[TASK BRIEF] In the records below, find the line that contains "let mut file" and the line that contains "metadata[0] = b'X';", then retype exactly those two lines and every line between them.
###
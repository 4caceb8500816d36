//! Cursor-based byte stream parser for metadata blobs.
//!
//! This module provides the [`crate::file::parser::Parser`] type, a bounds-checked cursor over a
//! byte slice. It is the workhorse behind signature decoding: every signature blob in the
//! `#Blob` heap is walked with a [`crate::file::parser::Parser`], reading calling conventions,
//! compressed counts, element types and encoded type tokens.
//!
//! # Key Components
//!
//! ## Navigation
//! - [`crate::file::parser::Parser::seek`] - Move to specific position
//! - [`crate::file::parser::Parser::advance`] - Move forward by one byte
//! - [`crate::file::parser::Parser::pos`] - Get current position
//!
//! ## Reading
//! - [`crate::file::parser::Parser::read_le`] - Read primitive types (little-endian)
//! - [`crate::file::parser::Parser::peek_byte`] - Peek at current byte without advancing
//! - [`crate::file::parser::Parser::read_compressed_uint`] - ECMA-335 II.23.2 compressed unsigned
//! - [`crate::file::parser::Parser::read_compressed_int`] - ECMA-335 II.23.2 compressed signed
//! - [`crate::file::parser::Parser::read_compressed_token`] - `TypeDefOrRefOrSpecEncoded` tokens
//!
//! # Examples
//!
//! ```rust
//! use dotcontract::Parser;
//!
//! // A method signature: HASTHIS, 1 parameter, returns void, takes a string
//! let data = [0x20, 0x01, 0x01, 0x0E];
//! let mut parser = Parser::new(&data);
//!
//! assert_eq!(parser.read_le::<u8>()?, 0x20);
//! assert_eq!(parser.read_compressed_uint()?, 1);
//! assert_eq!(parser.peek_byte()?, 0x01);
//! # Ok::<(), dotcontract::Error>(())
//! ```

use crate::{
    file::io::{read_le_at, CilIO},
    metadata::token::Token,
    Result,
};

/// A bounds-checked cursor over a byte slice.
///
/// All reads advance the cursor and fail with [`crate::Error::OutOfBounds`] rather than
/// panicking when the data runs out.
pub struct Parser<'a> {
    /// The binary data being parsed
    data: &'a [u8],
    /// Current position within the data buffer
    position: usize,
}

impl<'a> Parser<'a> {
    /// Create a new [`crate::file::parser::Parser`] from a byte slice.
    ///
    /// # Arguments
    /// * `data` - The byte slice to read from
    #[must_use]
    pub fn new(data: &'a [u8]) -> Self {
        Parser { data, position: 0 }
    }

    /// Returns the length of the underlying data buffer.
    #[must_use]
    pub fn len(&self) -> usize {
        self.data.len()
    }

    /// Returns `true` if the underlying buffer is empty.
    #[must_use]
    pub fn is_empty(&self) -> bool {
        self.data.is_empty()
    }

    /// Returns `true` if there are bytes left past the current position.
    #[must_use]
    pub fn has_more_data(&self) -> bool {
        self.position < self.data.len()
    }

    /// Number of bytes left past the current position.
    #[must_use]
    pub fn remaining(&self) -> usize {
        self.data.len().saturating_sub(self.position)
    }

    /// Move the cursor to `pos`.
    ///
    /// # Errors
    /// Returns [`crate::Error::OutOfBounds`] if `pos` is past the end of the data.
    pub fn seek(&mut self, pos: usize) -> Result<()> {
        if pos > self.data.len() {
            return Err(out_of_bounds_error!());
        }

        self.position = pos;
        Ok(())
    }

    /// Move the cursor forward by one byte.
    ///
    /// # Errors
    /// Returns [`crate::Error::OutOfBounds`] if the cursor is already at the end.
    pub fn advance(&mut self) -> Result<()> {
        self.seek(self.position + 1)
    }

    /// Current cursor position.
    #[must_use]
    pub fn pos(&self) -> usize {
        self.position
    }

    /// Look at the byte under the cursor without consuming it.
    ///
    /// # Errors
    /// Returns [`crate::Error::OutOfBounds`] if the cursor is at the end.
    pub fn peek_byte(&self) -> Result<u8> {
        match self.data.get(self.position) {
            Some(byte) => Ok(*byte),
            None => Err(out_of_bounds_error!()),
        }
    }

    /// Read a little-endian value of type `T` and advance.
    ///
    /// # Errors
    /// Returns [`crate::Error::OutOfBounds`] if there are not enough bytes left.
    pub fn read_le<T: CilIO>(&mut self) -> Result<T> {
        read_le_at::<T>(self.data, &mut self.position)
    }

    /// Read `length` raw bytes and advance.
    ///
    /// # Errors
    /// Returns [`crate::Error::OutOfBounds`] if there are not enough bytes left.
    pub fn read_bytes(&mut self, length: usize) -> Result<&'a [u8]> {
        let Some(end) = self.position.checked_add(length) else {
            return Err(out_of_bounds_error!());
        };
        if end > self.data.len() {
            return Err(out_of_bounds_error!());
        }

        let bytes = &self.data[self.position..end];
        self.position = end;
        Ok(bytes)
    }

    /// Read a compressed unsigned integer as defined in ECMA-335 II.23.2.
    ///
    /// | Leading bits | Length | Value range |
    /// |--------------|--------|-------------|
    /// | `0xxxxxxx` | 1 byte | `0x00..=0x7F` |
    /// | `10xxxxxx` | 2 bytes | `0x80..=0x3FFF` |
    /// | `110xxxxx` | 4 bytes | `0x4000..=0x1FFF_FFFF` |
    ///
    /// # Errors
    /// Returns [`crate::Error::OutOfBounds`] if reading would exceed the data length or
    /// [`crate::Error::Malformed`] for invalid encoding.
    pub fn read_compressed_uint(&mut self) -> Result<u32> {
        let first_byte = self.read_le::<u8>()?;

        if (first_byte & 0x80) == 0 {
            return Ok(u32::from(first_byte));
        }

        if (first_byte & 0xC0) == 0x80 {
            let second_byte = self.read_le::<u8>()?;
            return Ok(((u32::from(first_byte) & 0x3F) << 8) | u32::from(second_byte));
        }

        if (first_byte & 0xE0) == 0xC0 {
            let b1 = u32::from(self.read_le::<u8>()?);
            let b2 = u32::from(self.read_le::<u8>()?);
            let b3 = u32::from(self.read_le::<u8>()?);
            return Ok(((u32::from(first_byte) & 0x1F) << 24) | (b1 << 16) | (b2 << 8) | b3);
        }

        Err(malformed_error!("Invalid compressed uint - {}", first_byte))
    }

    /// Read a compressed signed integer as defined in ECMA-335 II.23.2.
    ///
    /// The value is rotated so that the sign lives in the least significant bit.
    ///
    /// # Errors
    /// Returns [`crate::Error::OutOfBounds`] if reading would exceed the data length or
    /// [`crate::Error::Malformed`] for invalid encoding.
    pub fn read_compressed_int(&mut self) -> Result<i32> {
        let unsigned = self.read_compressed_uint()?;

        #[allow(clippy::cast_possible_wrap)]
        let signed = if (unsigned & 1) == 0 {
            (unsigned >> 1) as i32
        } else {
            -((unsigned >> 1) as i32 + 1)
        };

        Ok(signed)
    }

    /// Read a `TypeDefOrRefOrSpecEncoded` token (ECMA-335 II.23.2.8).
    ///
    /// | Tag | Table |
    /// |-----|-------|
    /// | 0x0 | TypeDef |
    /// | 0x1 | TypeRef |
    /// | 0x2 | TypeSpec |
    ///
    /// # Errors
    /// Returns [`crate::Error::OutOfBounds`] if reading would exceed the data length or
    /// [`crate::Error::Malformed`] if the reserved tag 0x3 is encountered.
    pub fn read_compressed_token(&mut self) -> Result<Token> {
        let compressed_token = self.read_compressed_uint()?;

        let table: u32 = match compressed_token & 0x3 {
            0x0 => 0x0200_0000,
            0x1 => 0x0100_0000,
            0x2 => 0x1B00_0000,
            _ => {
                return Err(malformed_error!(
                    "Invalid compressed token - {}",
                    compressed_token
                ))
            }
        };

        Ok(Token::new(table + (compressed_token >> 2)))
    }
}

#[cfg(test)]
mod tests {
    use super::*;
    use crate::Error;

    #[test]
    fn compressed_uint() {
        let cases: [(&[u8], u32); 6] = [
            (&[0x03], 0x03),
            (&[0x7F], 0x7F),
            (&[0x80, 0x80], 0x80),
            (&[0xAE, 0x57], 0x2E57),
            (&[0xBF, 0xFF], 0x3FFF),
            (&[0xC0, 0x00, 0x40, 0x00], 0x4000),
        ];

        for (input, expected) in cases {
            let mut parser = Parser::new(input);
            assert_eq!(parser.read_compressed_uint().unwrap(), expected);
            assert!(!parser.has_more_data());
        }
    }

    #[test]
    fn compressed_uint_invalid() {
        let mut parser = Parser::new(&[0xE0, 0x00, 0x00, 0x00]);
        assert!(matches!(
            parser.read_compressed_uint(),
            Err(Error::Malformed { .. })
        ));

        let mut parser = Parser::new(&[0x80]);
        assert!(matches!(
            parser.read_compressed_uint(),
            Err(Error::OutOfBounds { .. })
        ));
    }

    #[test]
    fn compressed_int() {
        let cases: [(&[u8], i32); 4] = [
            (&[0x06], 3),
            (&[0x05], -3),
            (&[0x80, 0x80], 64),
            (&[0x01], -1),
        ];

        for (input, expected) in cases {
            let mut parser = Parser::new(input);
            assert_eq!(parser.read_compressed_int().unwrap(), expected);
        }
    }

    #[test]
    fn compressed_token() {
        let mut parser = Parser::new(&[0x49, 0x08, 0x0E]);
        assert_eq!(parser.read_compressed_token().unwrap().value(), 0x0100_0012);
        assert_eq!(parser.read_compressed_token().unwrap().value(), 0x0200_0002);

        let mut parser = Parser::new(&[0x0E]);
        assert_eq!(parser.read_compressed_token().unwrap().value(), 0x1B00_0003);

        let mut parser = Parser::new(&[0x07]);
        assert!(parser.read_compressed_token().is_err());
    }

    #[test]
    fn navigation() {
        let data = [0x01, 0x02, 0x03, 0x04];
        let mut parser = Parser::new(&data);

        assert_eq!(parser.len(), 4);
        assert_eq!(parser.peek_byte().unwrap(), 0x01);
        parser.advance().unwrap();
        assert_eq!(parser.read_bytes(2).unwrap(), &[0x02, 0x03]);
        assert_eq!(parser.remaining(), 1);
        assert!(parser.read_bytes(2).is_err());
        parser.seek(4).unwrap();
        assert!(parser.peek_byte().is_err());
        assert!(parser.advance().is_err());
        assert!(parser.seek(5).is_err());
    }
}
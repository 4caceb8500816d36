//! `Param` table (0x08): parameter names, in runs owned by `MethodDef` rows.
//!
//! Sequence 0 describes the return value; declared parameters start at 1.

mod reader;

use crate::metadata::token::Token;

/// A raw `Param` row.
#[derive(Clone, Debug)]
pub struct ParamRaw {
    /// 1-based row id
    pub rid: u32,
    /// Metadata token of this row
    pub token: Token,
    /// Byte offset of this row within the table
    pub offset: usize,
    /// `ParamAttributes` bitmask
    pub flags: u32,
    /// Position of the parameter, 0 for the return value
    pub sequence: u32,
    /// `#Strings` index of the name
    pub name: u32,
}
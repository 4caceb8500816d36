//! A loaded .NET module: the PE file together with its parsed metadata streams.

use std::{path::Path, sync::Arc};

use log::debug;
use ouroboros::self_referencing;

use crate::{
    file::File,
    metadata::{cor20header::Cor20Header, view::MetadataView},
    Result,
};

struct CilModuleData<'a> {
    cor20header: Cor20Header,
    metadata: MetadataView<'a>,
}

impl<'a> CilModuleData<'a> {
    fn from_file(file: &'a File) -> Result<Self> {
        let (clr_rva, clr_size) = file.clr()?;
        let clr_offset = file.rva_to_offset(clr_rva)?;
        let cor20header = Cor20Header::read(file.data_slice(clr_offset, clr_size)?)?;

        let metadata_offset = file.rva_to_offset(cor20header.meta_data_rva as usize)?;
        let metadata_slice =
            file.data_slice(metadata_offset, cor20header.meta_data_size as usize)?;
        let metadata = MetadataView::parse(metadata_slice)?;

        debug!(
            "metadata {} with {} streams and {} tables",
            metadata.root.version,
            metadata.root.stream_headers.len(),
            metadata.tables.table_count()
        );

        Ok(CilModuleData {
            cor20header,
            metadata,
        })
    }
}

#[self_referencing]
/// A .NET module whose metadata has been located and parsed.
///
/// The module owns its bytes (a buffer or a memory map) and borrows every stream from them, so
/// nothing is copied out of the image until types are extracted.
pub struct CilModule {
    file: Arc<File>,
    #[borrows(file)]
    #[not_covariant]
    data: CilModuleData<'this>,
}

impl CilModule {
    /// Load and parse a module from disk.
    ///
    /// # Errors
    /// Returns an error if the file cannot be read, is not a PE image with a CLI header, or its
    /// metadata is malformed.
    pub fn from_file(path: &Path) -> Result<CilModule> {
        Self::load(Arc::new(File::from_file(path)?))
    }

    /// Load and parse a module held in memory.
    ///
    /// # Errors
    /// Same as [`CilModule::from_file`], minus I/O.
    pub fn from_mem(data: Vec<u8>) -> Result<CilModule> {
        Self::load(Arc::new(File::from_mem(data)?))
    }

    fn load(file: Arc<File>) -> Result<CilModule> {
        CilModule::try_new(file, |file| CilModuleData::from_file(file))
    }

    /// The CLI header.
    #[must_use]
    pub fn cor20header(&self) -> &Cor20Header {
        self.with_data(|data| &data.cor20header)
    }

    /// Run `f` with the parsed metadata.
    pub fn with_metadata<R>(&self, f: impl FnOnce(&MetadataView<'_>) -> R) -> R {
        self.with_data(|data| f(&data.metadata))
    }

    /// The underlying PE file.
    #[must_use]
    pub fn file(&self) -> &Arc<File> {
        self.borrow_file()
    }
}

#[cfg(test)]
mod tests {
    use super::*;
    use crate::test::{pe_image, MetadataBuilder};

    #[test]
    fn load_from_memory() {
        let mut builder = MetadataBuilder::new();
        builder.module("Shapes.dll");
        let image = pe_image(&builder.build());

        let module = CilModule::from_mem(image).unwrap();
        assert_eq!(module.cor20header().cb, 72);
        assert_eq!(module.file().section_count(), 1);

        let name = module.with_metadata(|metadata| {
            let row = metadata
                .tables
                .table::<crate::metadata::tables::ModuleRaw>()
                .unwrap()
                .get(1)
                .unwrap();
            metadata.string(row.name).unwrap().to_string()
        });
        assert_eq!(name, "Shapes.dll");
    }

    #[test]
    fn load_from_disk() {
        let image = pe_image(&MetadataBuilder::new().build());
        let mut file = tempfile::NamedTempFile::new().unwrap();
        std::io::Write::write_all(&mut file, &image).unwrap();

        let module = CilModule::from_file(file.path()).unwrap();
        assert!(module.with_metadata(|metadata| metadata.blobs.is_some()));
    }

    #[test]
    fn reject_broken_metadata() {
        let mut metadata = MetadataBuilder::new().build();
        metadata[0] = b'X';
        assert!(CilModule::from_mem(pe_image(&metadata)).is_err());

        let metadata = MetadataBuilder::new().build_without("#~");
        assert!(CilModule::from_mem(pe_image(&metadata)).is_err());

        assert!(CilModule::from_mem(vec![0x4D, 0x5A, 0x00]).is_err());
        assert!(CilModule::from_mem(Vec::new()).is_err());
    }
}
###
[OUTPUT FOR THIS EXERCISE]
        let mut file = tempfile::NamedTempFile::new().unwrap();
        std::io::Write::write_all(&mut file, &image).unwrap();

        let module = CilModule::from_file(file.path()).unwrap();
        assert!(module.with_metadata(|metadata| metadata.blobs.is_some()));
    }

    #[test]
    fn reject_broken_metadata() {
        let mut metadata = MetadataBuilder::new().build();
        metadata[0] = b'X';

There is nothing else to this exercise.